Across Europe and Ireland, there have been several updates recently affecting UCITS. The Council of the EU adopted the UCITS V Directive, ESMA launched a consultation on counterparty risk calculation methods for UCITS subject to central clearing, while the Central Bank of Ireland issued a Consultation Paper on adoption of ESMA’s Guidelines on ETFs and other UCITS issues.
- UCITS V
- ESMA consults on counterparty risk calculation methods for UCITS subject to central clearing
- Central Bank of Ireland issues a Consultation Paper on adoption of ESMA’s Guidelines on ETFs and other UCITS issues
On 23 July 2014, the Council of the EU adopted the UCITS V Directive.
UCITS V is broadly aligned with AIFMD on remuneration and depositary requirements and additionally lays down a new framework on the application of sanctions for breaches of UCITS rules.
Rules on depositories have remained unchanged in substance since the original UCITS directive was adopted in 1985. Currently, the assets of a UCITS must be held by a depository who is liable for losses suffered as a result of a failure to perform its duties. However, each member state has the freedom to define what duties the depositary has.
UCITS V lists entities which are eligible to act as UCITS depositories, and clarifies the depository's liability in the event of the loss of a financial instrument held in custody. It also includes provisions on redress.
The text proposes a minimum catalogue of administrative sanctions and a minimum list of sanctioning criteria. Sanctions will generally be published, but can either be published anonymously or not at all depending on a case-by-case assessment that will take into account proportionality and the effect on financial stability.

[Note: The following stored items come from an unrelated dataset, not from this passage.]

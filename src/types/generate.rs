//! Types for the generation step.

use serde::{Deserialize, Serialize};

/// Prompt handed to a [`GenerationBackend`](crate::providers::GenerationBackend).
#[derive(Debug, Clone, PartialEq, Serialize, Deserialize)]
pub struct GenerationRequest {
    /// System instructions, if the backend supports a separate channel.
    #[serde(skip_serializing_if = "Option::is_none")]
    pub system: Option<String>,
    /// User-facing prompt: context window followed by the question.
    pub prompt: String,
}

impl GenerationRequest {
    pub fn new(prompt: impl Into<String>) -> Self {
        Self {
            system: None,
            prompt: prompt.into(),
        }
    }

    pub fn system(mut self, system: impl Into<String>) -> Self {
        self.system = Some(system.into());
        self
    }
}

/// Non-streaming generation response.
#[derive(Debug, Clone, Default, PartialEq, Serialize, Deserialize)]
pub struct GenerateResponse {
    pub text: String,
    #[serde(skip_serializing_if = "Option::is_none")]
    pub model: Option<String>,
}

/// Events emitted during streaming generation.
#[derive(Debug, Clone, PartialEq)]
pub enum GenerateEvent {
    /// Text chunk
    Text(String),
    /// Generation finished normally
    Done,
}
use crate::err::{DriverError, Result};
use serde::{Deserialize, Serialize};
use std::{io, path::Path, str::FromStr};

/// Bounds for runs that might not terminate. Absent means unbounded.
#[derive(Debug, Clone, Copy, Default, PartialEq, Eq, Serialize, Deserialize)]
#[serde(deny_unknown_fields)]
pub struct Conf {
    /// steps a Turing machine may take
    #[serde(default)]
    pub step_limit: Option<u64>,
    /// candidates a single minimisation may try
    #[serde(default)]
    pub search_limit: Option<u64>,
}

impl FromStr for Conf {
    type Err = DriverError;
    fn from_str(s: &str) -> Result<Self> {
        Ok(toml::from_str(s)?)
    }
}

impl Conf {
    pub fn load(path: impl AsRef<Path>) -> Result<Self> {
        let path = path.as_ref();
        let text = std::fs::read_to_string(path).map_err(|e| match e.kind() {
            | io::ErrorKind::NotFound => DriverError::FileNotFound(path.to_path_buf()),
            | _ => e.into(),
        })?;
        let conf = text.parse()?;
        log::debug!("loaded configuration from `{}`: {:?}", path.display(), conf);
        Ok(conf)
    }
    /// Values set in `other` win.
    pub fn merge(self, other: Conf) -> Conf {
        Conf {
            step_limit: other.step_limit.or(self.step_limit),
            search_limit: other.search_limit.or(self.search_limit),
        }
    }
}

The rules on remuneration also reflect those of the AIFMD, including the establishment of a remuneration policy to promote sound and effective risk management. It introduces rules on the payment of a 50% bonus out of units of the fund, bonus deferral over at least 3 years and provisions relating to clawback and malus.
Publication of the Directive in the Official Journal of the EU is expected in the third quarter of 2014. According to European Commission FAQs, member states will then have 18 months to transpose UCITS V into national law. Consequently, the new rules could apply in early 2016, while depositories will be given an additional 24-month transition period after the transposition deadline.
ESMA consults on counterparty risk calculation methods for UCITS subject to central clearing
On 22 July 2014, the European Securities and Markets Authority (ESMA) launched a consultation on the calculation of counterparty risk by UCITS, which enter into OTC derivative transactions which need to be centrally cleared under the European Markets Infrastructure Regulation (EMIR).
The UCITS Directive allows UCITS to invest in both exchange-traded derivatives (ETDs) and OTC derivatives. However, only investments in OTC derivatives are subject to counterparty risk exposure limits.
ESMA is now seeking stakeholders’ views on how the limits on counterparty risk in OTC derivative transactions that are centrally cleared should be calculated by UCITS, and whether the same rules should be applied by UCITS for both centrally cleared OTC transactions and ETDs.
The paper is focused on the impact of a default of a clearing member or of other clients of that member on UCITS that enter into centrally cleared OTC derivative transactions. This takes into account the fact that European clearing houses (CCPs) and non-EU CCPs recognised by ESMA are already subject to stringent collateral requirements, and should generally be considered as entailing low counterparty risk.
This discussion paper distinguishes between different clearing arrangements:
- Direct clearing arrangements, i.e. the UCITS is a client of the clearing member with:
• Individual client segregation;
• Omnibus client segregation;
• Other types of segregation arrangement; or
• Segregation arrangements with a non-EU CCP outside the scope of EMIR.
- Indirect clearing arrangements between the CCP, the clearing member, the client of the clearing member and the UCITS.
The consultation is open for feedback until 22 October 2014. ESMA will use the feedback received from the public consultation to determine its final views on the appropriate way forward, including a possible recommendation to the European Commission on a modification of the UCITS Directive.
Central Bank of Ireland issues a Consultation Paper on adoption of ESMA’s Guidelines on ETFs and other UCITS issues
ESMA’s “Guidelines on ETFs and other UCITS issues” includes a 20% issuer diversification rule with respect to collateral received for the purposes of efficient portfolio management (EPM) techniques and OTC derivative transactions. Following industry requests and consultation, ESMA issued a final report on 24 March 2014 which exempts government backed securities from the 20% collateral diversification rule. The exemption is available to all UCITS rather than solely money market fund UCITS, as previously proposed.
On 28 July 2014, the Central Bank of Ireland published a consultation paper (CP84) in which it outlines its proposals to implement the exemption from the 20% collateral diversification for all UCITS as provided for under the revised ESMA guidelines.
CP84 proposes that the derogation is available for collateral is “high quality”, which is to be determined according to criteria specified in CP84. It also aims to address the Central Bank’s concerns regarding risk mitigation without diverging from the ESMA guidelines.